In a park in the city of Hamburg stands the largest Bismarck monument in the world. It is almost as tall as the statue of "Christ the Redeemer" in Rio de Janeiro (although admittedly, the Bismarck statue has a larger pedestal).
It was built in the years 1901 to 1906 to honor the former German chancellor who had died in 1898.
The monument has a total height of 34.3 meters (base and figure) and weighs 625 tons.
The actual figure of Bismarck is 14.8 meters high. The height of the head is 1.83 meters, the length of the sword is ten meters.
Centrally inside, just below the figure, there is a 15-meter-high circular space made of brick masonry, slightly tapered at the top. The inner diameter of this drum is 3.70 meters. The cavities in the monument base originally served to ventilate the structure.

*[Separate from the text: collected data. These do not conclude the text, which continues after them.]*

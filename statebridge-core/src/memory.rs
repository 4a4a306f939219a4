use crate::{resolver::PropertyRepository, store::PropertyStateStore};
use async_trait::async_trait;
use dashmap::{mapref::entry::Entry, DashMap};
use statebridge_error::{store::StoreError, StoreResult};
use statebridge_models::{Property, PropertyFamily, PropertyState, StateFields};
use std::sync::Arc;
use uuid::Uuid;

/// In-memory property registry.
///
/// Reference implementation of [`PropertyRepository`]; the production
/// registry is backed by an external storage engine.
#[derive(Default)]
pub struct InMemoryPropertyRepository {
    properties: DashMap<Uuid, Arc<Property>>,
}

impl InMemoryPropertyRepository {
    pub fn new() -> Self {
        Self::default()
    }

    pub fn insert(&self, property: Property) -> Arc<Property> {
        let property = Arc::new(property);
        self.properties.insert(property.id, Arc::clone(&property));
        property
    }
}

#[async_trait]
impl PropertyRepository for InMemoryPropertyRepository {
    async fn find(&self, family: PropertyFamily, id: Uuid) -> StoreResult<Option<Arc<Property>>> {
        Ok(self
            .properties
            .get(&id)
            .filter(|p| p.family == family)
            .map(|p| Arc::clone(p.value())))
    }

    async fn list(&self, family: PropertyFamily) -> StoreResult<Vec<Arc<Property>>> {
        let mut properties: Vec<Arc<Property>> = self
            .properties
            .iter()
            .filter(|p| p.family == family)
            .map(|p| Arc::clone(p.value()))
            .collect();
        // Stable enumeration order for deterministic snapshots.
        properties.sort_by_key(|p| p.id);
        Ok(properties)
    }
}

/// In-memory property state store.
///
/// `create_state` uses the map entry API so the exists-check and the insert
/// are one atomic step.
#[derive(Default)]
pub struct InMemoryStateStore {
    states: DashMap<Uuid, PropertyState>,
}

impl InMemoryStateStore {
    pub fn new() -> Self {
        Self::default()
    }
}

#[async_trait]
impl PropertyStateStore for InMemoryStateStore {
    async fn find_state(&self, property: &Property) -> StoreResult<Option<PropertyState>> {
        Ok(self.states.get(&property.id).map(|s| s.value().clone()))
    }

    async fn create_state(
        &self,
        property: &Property,
        fields: StateFields,
    ) -> StoreResult<PropertyState> {
        match self.states.entry(property.id) {
            Entry::Occupied(_) => Err(StoreError::StateAlreadyExists(property.id)),
            Entry::Vacant(entry) => {
                let state = PropertyState::create(fields);
                entry.insert(state.clone());
                Ok(state)
            }
        }
    }

    async fn update_state(
        &self,
        property: &Property,
        _existing: &PropertyState,
        fields: StateFields,
    ) -> StoreResult<PropertyState> {
        match self.states.get_mut(&property.id) {
            Some(mut entry) => {
                entry.value_mut().apply(fields);
                Ok(entry.value().clone())
            }
            None => Err(StoreError::StateNotFound(property.id)),
        }
    }
}
use crate::{
    dispatch::ActionDispatcher,
    publisher::ExchangePublisher,
    resolver::{PropertyRepository, PropertyResolver},
    snapshot::{ExchangeClient, SnapshotPublisher, Topic},
    store::ExchangeStores,
};
use statebridge_error::ExchangeResult;
use statebridge_models::{Acknowledgement, ActionMessage, Settings};
use std::sync::Arc;

/// Facade wiring the command and subscription paths over one set of
/// collaborators. The transport layer calls [`Self::handle_message`] for
/// command events and [`Self::on_subscribe`] for subscribe events.
pub struct ExchangeGateway {
    dispatcher: ActionDispatcher,
    snapshot: SnapshotPublisher,
}

impl ExchangeGateway {
    pub fn new(
        settings: &Settings,
        repository: Arc<dyn PropertyRepository>,
        stores: ExchangeStores,
        publisher: Option<Arc<dyn ExchangePublisher>>,
    ) -> Self {
        let resolver = PropertyResolver::new(Arc::clone(&repository));
        Self {
            dispatcher: ActionDispatcher::new(resolver, stores.clone(), publisher),
            snapshot: SnapshotPublisher::new(
                repository,
                stores,
                settings.general.module_source.clone(),
            ),
        }
    }

    pub async fn handle_message(
        &self,
        message: &ActionMessage,
    ) -> ExchangeResult<Acknowledgement> {
        self.dispatcher.handle(message).await
    }

    pub async fn on_subscribe(&self, client: &dyn ExchangeClient, topic: &dyn Topic) {
        self.snapshot.on_subscribe(client, topic).await
    }
}
use crate::value::{DataType, ValueFormat};
use serde::{Deserialize, Serialize};
use serde_json::{Map, Value};
use std::fmt;
use uuid::Uuid;

/// The three families an addressable property can belong to.
#[derive(Debug, Clone, Copy, PartialEq, Eq, Hash, Serialize, Deserialize)]
#[serde(rename_all = "lowercase")]
pub enum PropertyFamily {
    Connector,
    Device,
    Channel,
}

impl fmt::Display for PropertyFamily {
    fn fmt(&self, f: &mut fmt::Formatter<'_>) -> fmt::Result {
        let s = match self {
            PropertyFamily::Connector => "connector",
            PropertyFamily::Device => "device",
            PropertyFamily::Channel => "channel",
        };
        f.write_str(s)
    }
}

/// Capability tag: only `Dynamic` properties carry mutable runtime state.
#[derive(Debug, Clone, Copy, PartialEq, Eq, Serialize, Deserialize)]
#[serde(rename_all = "lowercase")]
pub enum PropertyKind {
    Static,
    Dynamic,
}

/// An addressable property.
///
/// A property with a `parent` is a mapping onto another property of the same
/// family; resolution always redirects state operations to the parent, so
/// mapping metadata stays plain data rather than a subtype relationship.
#[derive(Debug, Clone, Serialize, Deserialize)]
pub struct Property {
    pub id: Uuid,
    pub family: PropertyFamily,
    pub kind: PropertyKind,
    /// Canonical parent for mapping properties.
    #[serde(default)]
    pub parent: Option<Uuid>,
    /// Declared data type used when coercing stored values for the exchange.
    pub data_type: DataType,
    /// Declared value format (enum members, numeric range).
    #[serde(default)]
    pub format: Option<ValueFormat>,
    /// Sentinel substituted when a stored value fails coercion.
    #[serde(default)]
    pub invalid: Option<String>,
    /// Static attributes exposed verbatim in snapshot events.
    #[serde(default)]
    pub attributes: Map<String, Value>,
}

impl Property {
    /// True only for the dynamic kind; callers must apply parent redirection
    /// first for mapping properties.
    pub fn is_dynamic(&self) -> bool {
        self.kind == PropertyKind::Dynamic
    }

    /// Static projection merged into snapshot events.
    pub fn to_exchange(&self) -> Map<String, Value> {
        let mut data = Map::new();
        data.insert("id".into(), Value::String(self.id.to_string()));
        data.insert("family".into(), Value::String(self.family.to_string()));
        if let Some(parent) = self.parent {
            data.insert("parent".into(), Value::String(parent.to_string()));
        }
        for (k, v) in &self.attributes {
            data.insert(k.clone(), v.clone());
        }
        data
    }
}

During the war years 1939 to 1941, the hollow spaces of the monument were converted into air raid shelters for up to 950 people. They were intended primarily for passers-by, visitors to the port area, and direct residents. Intermediate ceilings and partition walls were installed using 2,000 tons of concrete. Eight honeycomb-like rooms were thus created inside around the 15-meter-high stone drum beneath the statue. Stairs lead to the lower levels of the shelters. After 1941, a golden swastika was placed in the cone top of the round room. Painted on the wall is a giant eagle carrying an oak wreath in its talons. Inside this wreath is probably a whitewashed swastika. In addition, there are other murals in the interior, including coats of arms and a swastika as a sun wheel (see also Black Sun) and - out of context - quotes from Bismarck in fracture.
The monument's substructure, damaged by bombing during World War II, was repaired by late summer 1950 at a cost of 50,000 marks. Until then, the former air-raid shelter inside the Bismarck monument was a welcome night shelter for homeless youths.
Due to the concrete load of the air-raid fixtures, the walls of the base were stressed, cracks appeared in the walls, there are stalactites inside, and the figure would allegedly lean, the local press said.
Since the beginning of 2020, the Bismarck Monument has been restored at a cost of 8.9 million euros.